▶ **Work to be completed**:
Scan the data below for the string "entity". Copy every line where it appears.
*** Provided data ***
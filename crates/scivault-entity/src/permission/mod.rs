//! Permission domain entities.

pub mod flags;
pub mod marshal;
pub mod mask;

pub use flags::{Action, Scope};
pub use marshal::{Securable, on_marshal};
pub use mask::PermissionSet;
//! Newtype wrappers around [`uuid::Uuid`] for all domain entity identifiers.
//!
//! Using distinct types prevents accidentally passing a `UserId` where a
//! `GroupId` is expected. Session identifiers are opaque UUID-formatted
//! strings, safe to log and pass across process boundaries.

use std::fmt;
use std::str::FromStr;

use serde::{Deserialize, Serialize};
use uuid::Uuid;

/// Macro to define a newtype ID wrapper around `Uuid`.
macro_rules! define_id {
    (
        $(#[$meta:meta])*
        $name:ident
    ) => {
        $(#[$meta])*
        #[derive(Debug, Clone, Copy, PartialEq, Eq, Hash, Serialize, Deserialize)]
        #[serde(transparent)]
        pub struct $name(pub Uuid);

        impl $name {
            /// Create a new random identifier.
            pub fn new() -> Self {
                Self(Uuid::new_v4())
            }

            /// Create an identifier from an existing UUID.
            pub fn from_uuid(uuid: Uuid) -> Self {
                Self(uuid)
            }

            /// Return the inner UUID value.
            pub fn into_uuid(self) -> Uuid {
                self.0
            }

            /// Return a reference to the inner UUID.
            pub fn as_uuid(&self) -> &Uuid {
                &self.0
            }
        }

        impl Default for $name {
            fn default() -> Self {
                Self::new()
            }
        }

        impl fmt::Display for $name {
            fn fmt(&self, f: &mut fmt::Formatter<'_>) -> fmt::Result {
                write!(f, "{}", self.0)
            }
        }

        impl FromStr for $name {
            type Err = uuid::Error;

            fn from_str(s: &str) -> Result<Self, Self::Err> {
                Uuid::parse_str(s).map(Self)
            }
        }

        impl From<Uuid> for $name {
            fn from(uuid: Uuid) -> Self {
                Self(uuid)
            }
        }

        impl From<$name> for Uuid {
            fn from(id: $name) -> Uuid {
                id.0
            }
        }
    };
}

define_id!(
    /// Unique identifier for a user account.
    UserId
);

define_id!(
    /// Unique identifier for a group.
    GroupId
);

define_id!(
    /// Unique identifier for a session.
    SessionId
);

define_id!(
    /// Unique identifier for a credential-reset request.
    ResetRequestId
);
*** End of Provided data ***
▶ **Answer space**:
filename crates/scivault-entity/src/permission/mod.rs
//! Newtype wrappers around [`uuid::Uuid`] for all domain entity identifiers.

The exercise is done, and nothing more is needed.